# Complexity of counting maximum number of co-linear points in Euclidean plane

The problem: given a set of points in the Euclidean plane, find the maximum number of co-linear points.

I already know that the problem can be solved in quadratic time using hashing or projective duality (as described here). I also know that checking whether three points are co-linear was proven to be 3SUM-hard under sub-quadratic reductions here.

There are a few issues however:

1. The 3SUM conjecture was proven false here, so it is no longer believed that the problem has a quadratic lower bound (unless it is strictly harder than 3SUM, see next point).
2. Unlike most problems in the 3SUM-conjecture paper, co-linearity was only proven to be at least as hard as 3SUM, a reduction in the other direction was not given. That is, it still may be the case that co-linearity is strictly harder than 3SUM. Therefore, the sub-quadratic algorithm for 3SUM cannot be immediately used for the co-linearity problem.
3. 3SUM references only address the problem of checking whether at least 3 points are co-linear. It is not clear to me how to reduce the problem of counting the maximum number of co-linear points to that without a multiplicative linear factor.

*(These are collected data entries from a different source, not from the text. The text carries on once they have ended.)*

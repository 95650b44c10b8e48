use super::run_blocking;
use crate::auth::OwnerId;
use crate::db::DbPool;
use crate::error::ApiError;
use crate::jobs::FetchProductJob;
use crate::models::{InventoryItem, InventoryItemChanges, NewInventoryItem};
use crate::schema::inventory_items::dsl as inv;
use crate::vision;
use actix_web::{delete, get, post, put, web, HttpResponse};
use chrono::{Duration, Utc};
use diesel::prelude::*;
use fang::asynk::async_queue::{AsyncQueue, AsyncQueueable};
use fang::NoTls;
use serde::Deserialize;

pub fn configure(cfg: &mut web::ServiceConfig) {
    // The expiring route must precede the {id} routes so the literal
    // segment wins.
    cfg.service(expiring_items)
        .service(list_items)
        .service(create_item)
        .service(get_item)
        .service(update_item)
        .service(delete_item);
}

#[derive(Debug, Deserialize)]
pub struct InventoryQuery {
    pub category: Option<String>,
    pub location: Option<String>,
    /// Only items whose expiry falls within this many days.
    pub expiring_within: Option<i64>,
}

#[get("/api/inventory")]
async fn list_items(
    owner: OwnerId,
    pool: web::Data<DbPool>,
    query: web::Query<InventoryQuery>,
) -> Result<HttpResponse, ApiError> {
    let OwnerId(user_id) = owner;
    let filters = query.into_inner();

    let items: Vec<InventoryItem> = run_blocking(&pool, move |conn| {
        let mut q = inv::inventory_items
            .filter(inv::user_id.eq(user_id))
            .into_boxed();
        if let Some(category) = &filters.category {
            q = q.filter(inv::category.eq(category.to_lowercase()));
        }
        if let Some(location) = &filters.location {
            q = q.filter(inv::location.eq(location.to_lowercase()));
        }
        if let Some(days) = filters.expiring_within {
            let cutoff = Utc::now().naive_utc() + Duration::days(days);
            q = q.filter(inv::expiry_date.le(cutoff));
        }
        q.order(inv::name.asc())
            .load(conn)
            .map_err(ApiError::from)
    })
    .await?;

    Ok(HttpResponse::Ok().json(serde_json::json!({
        "items": items,
        "total": items.len(),
    })))
}

#[post("/api/inventory")]
async fn create_item(
    owner: OwnerId,
    pool: web::Data<DbPool>,
    queue: Option<web::Data<AsyncQueue<NoTls>>>,
    body: web::Json<NewInventoryItem>,
) -> Result<HttpResponse, ApiError> {
    let mut new_item = body.into_inner();
    new_item.user_id = owner.0;
    new_item.validate()?;

    // Derive an expiry from the shelf-life table when the caller supplied
    // a freshness score but no explicit date.
    if new_item.expiry_date.is_none() {
        if let Some(score) = new_item.freshness_score {
            new_item.expiry_date = Some(vision::estimate_expiry(&new_item.category, score));
        }
    }

    let barcode = new_item.barcode.clone();
    let item: InventoryItem = run_blocking(&pool, move |conn| {
        diesel::insert_into(inv::inventory_items)
            .values(&new_item)
            .get_result(conn)
            .map_err(ApiError::from)
    })
    .await?;

    if let (Some(barcode), Some(queue)) = (barcode, queue) {
        let mut queue = queue.get_ref().clone();
        if let Err(e) = queue.insert_task(&FetchProductJob { barcode }).await {
            log::warn!("Failed to enqueue product lookup: {:?}", e);
        }
    }

    Ok(HttpResponse::Created().json(item))
}

#[derive(Debug, Deserialize)]
pub struct ExpiringQuery {
    pub days: Option<i64>,
}

#[get("/api/inventory/expiring")]
async fn expiring_items(
    owner: OwnerId,
    pool: web::Data<DbPool>,
    query: web::Query<ExpiringQuery>,
) -> Result<HttpResponse, ApiError> {
    let OwnerId(user_id) = owner;
    let days = query.days.unwrap_or(3);
    if days < 0 {
        return Err(ApiError::Validation(
            "Days must be non-negative".to_string(),
        ));
    }

    let mut items: Vec<InventoryItem> = run_blocking(&pool, move |conn| {
        inv::inventory_items
            .filter(inv::user_id.eq(user_id))
            .filter(inv::expiry_date.is_not_null())
            .load(conn)
            .map_err(ApiError::from)
    })
    .await?;

    items.retain(|item| item.is_expiring_soon(days));
    items.sort_by_key(|item| item.expiry_date);

    Ok(HttpResponse::Ok().json(serde_json::json!({
        "items": items,
        "total": items.len(),
        "days": days,
    })))
}

#[get("/api/inventory/{id}")]
async fn get_item(
    owner: OwnerId,
    pool: web::Data<DbPool>,
    path: web::Path<i32>,
) -> Result<HttpResponse, ApiError> {
    let OwnerId(user_id) = owner;
    let item_id = path.into_inner();

    let item: InventoryItem = run_blocking(&pool, move |conn| {
        inv::inventory_items
            .filter(inv::id.eq(item_id))
            .filter(inv::user_id.eq(user_id))
            .first(conn)
            .optional()?
            .ok_or_else(|| ApiError::NotFound("Inventory item not found".to_string()))
    })
    .await?;

    Ok(HttpResponse::Ok().json(item))
}

#[put("/api/inventory/{id}")]
async fn update_item(
    owner: OwnerId,
    pool: web::Data<DbPool>,
    path: web::Path<i32>,
    body: web::Json<InventoryItemChanges>,
) -> Result<HttpResponse, ApiError> {
    let OwnerId(user_id) = owner;
    let item_id = path.into_inner();
    let changes = body.into_inner();
    changes.validate()?;

    let item: InventoryItem = run_blocking(&pool, move |conn| {
        diesel::update(
            inv::inventory_items
                .filter(inv::id.eq(item_id))
                .filter(inv::user_id.eq(user_id)),
        )
        .set((&changes, inv::updated_at.eq(Utc::now().naive_utc())))
        .get_result(conn)
        .optional()?
        .ok_or_else(|| ApiError::NotFound("Inventory item not found".to_string()))
    })
    .await?;

    Ok(HttpResponse::Ok().json(item))
}

#[delete("/api/inventory/{id}")]
async fn delete_item(
    owner: OwnerId,
    pool: web::Data<DbPool>,
    path: web::Path<i32>,
) -> Result<HttpResponse, ApiError> {
    let OwnerId(user_id) = owner;
    let item_id = path.into_inner();

    run_blocking(&pool, move |conn| {
        let deleted = diesel::delete(
            inv::inventory_items
                .filter(inv::id.eq(item_id))
                .filter(inv::user_id.eq(user_id)),
        )
        .execute(conn)?;
        if deleted == 0 {
            return Err(ApiError::NotFound("Inventory item not found".to_string()));
        }
        Ok(())
    })
    .await?;

    Ok(HttpResponse::Ok().json(serde_json::json!({
        "message": "Inventory item deleted",
        "id": item_id,
    })))
}
mod common;

use actix_web::{test, web, App};
use larder::handlers;
use larder::vision::{FoodRecognizer, MockRecognizer};
use std::sync::Arc;

macro_rules! scanner_app {
    () => {{
        let recognizer: Arc<dyn FoodRecognizer> = Arc::new(MockRecognizer);
        test::init_service(
            App::new()
                .app_data(web::Data::new(common::unreachable_pool()))
                .app_data(web::Data::from(recognizer))
                .configure(handlers::scanner::configure),
        )
        .await
    }};
}

#[actix_rt::test]
async fn test_scan_single_mode_returns_fixed_item() {
    let app = scanner_app!();

    let req = test::TestRequest::post()
        .uri("/api/scan")
        .insert_header(("X-User-Id", "1"))
        .set_payload(&b"fake image bytes"[..])
        .to_request();
    let body: serde_json::Value = test::call_and_read_body_json(&app, req).await;

    assert_eq!(body["item"]["name"], "Apple");
    assert_eq!(body["item"]["category"], "fruits");
    assert_eq!(body["item"]["freshness_score"], 8);
    assert_eq!(body["confidence"], 0.95);
}

#[actix_rt::test]
async fn test_scan_multi_mode_returns_items_and_recipes() {
    let app = scanner_app!();

    let req = test::TestRequest::post()
        .uri("/api/scan?mode=multi")
        .insert_header(("X-User-Id", "1"))
        .set_payload(&b"fake image bytes"[..])
        .to_request();
    let body: serde_json::Value = test::call_and_read_body_json(&app, req).await;

    assert_eq!(body["items"].as_array().unwrap().len(), 4);
    assert_eq!(body["recipes"].as_array().unwrap().len(), 2);
    assert_eq!(body["items"][0]["name"], "Chicken Breast");
    assert_eq!(body["recipes"][1]["name"], "Chicken Fajitas");
}

#[actix_rt::test]
async fn test_scan_rejects_empty_payload() {
    let app = scanner_app!();

    let req = test::TestRequest::post()
        .uri("/api/scan")
        .insert_header(("X-User-Id", "1"))
        .to_request();
    let resp = test::call_service(&app, req).await;
    assert_eq!(resp.status(), 400);
}

#[actix_rt::test]
async fn test_scan_requires_owner_header() {
    let app = scanner_app!();

    let req = test::TestRequest::post()
        .uri("/api/scan")
        .set_payload(&b"fake image bytes"[..])
        .to_request();
    let resp = test::call_service(&app, req).await;
    assert_eq!(resp.status(), 401);
}

#[actix_rt::test]
async fn test_unknown_scan_mode_is_rejected() {
    let app = scanner_app!();

    let req = test::TestRequest::post()
        .uri("/api/scan?mode=panorama")
        .insert_header(("X-User-Id", "1"))
        .set_payload(&b"fake image bytes"[..])
        .to_request();
    let resp = test::call_service(&app, req).await;
    assert_eq!(resp.status(), 400);
}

My question is: is there any sub-quadratic algorithm known for the problem? If not, do we have a good reason to believe that such an algorithm does not exist?

It is known that finding an $O(n^{2-\epsilon})$ algorithm for 3SUM is still open. So I am, at best, hoping for a logarithmic improvement over the quadratic algorithm.

EDIT: I am also (but not exclusively) interested in the case when the coordinates are integral.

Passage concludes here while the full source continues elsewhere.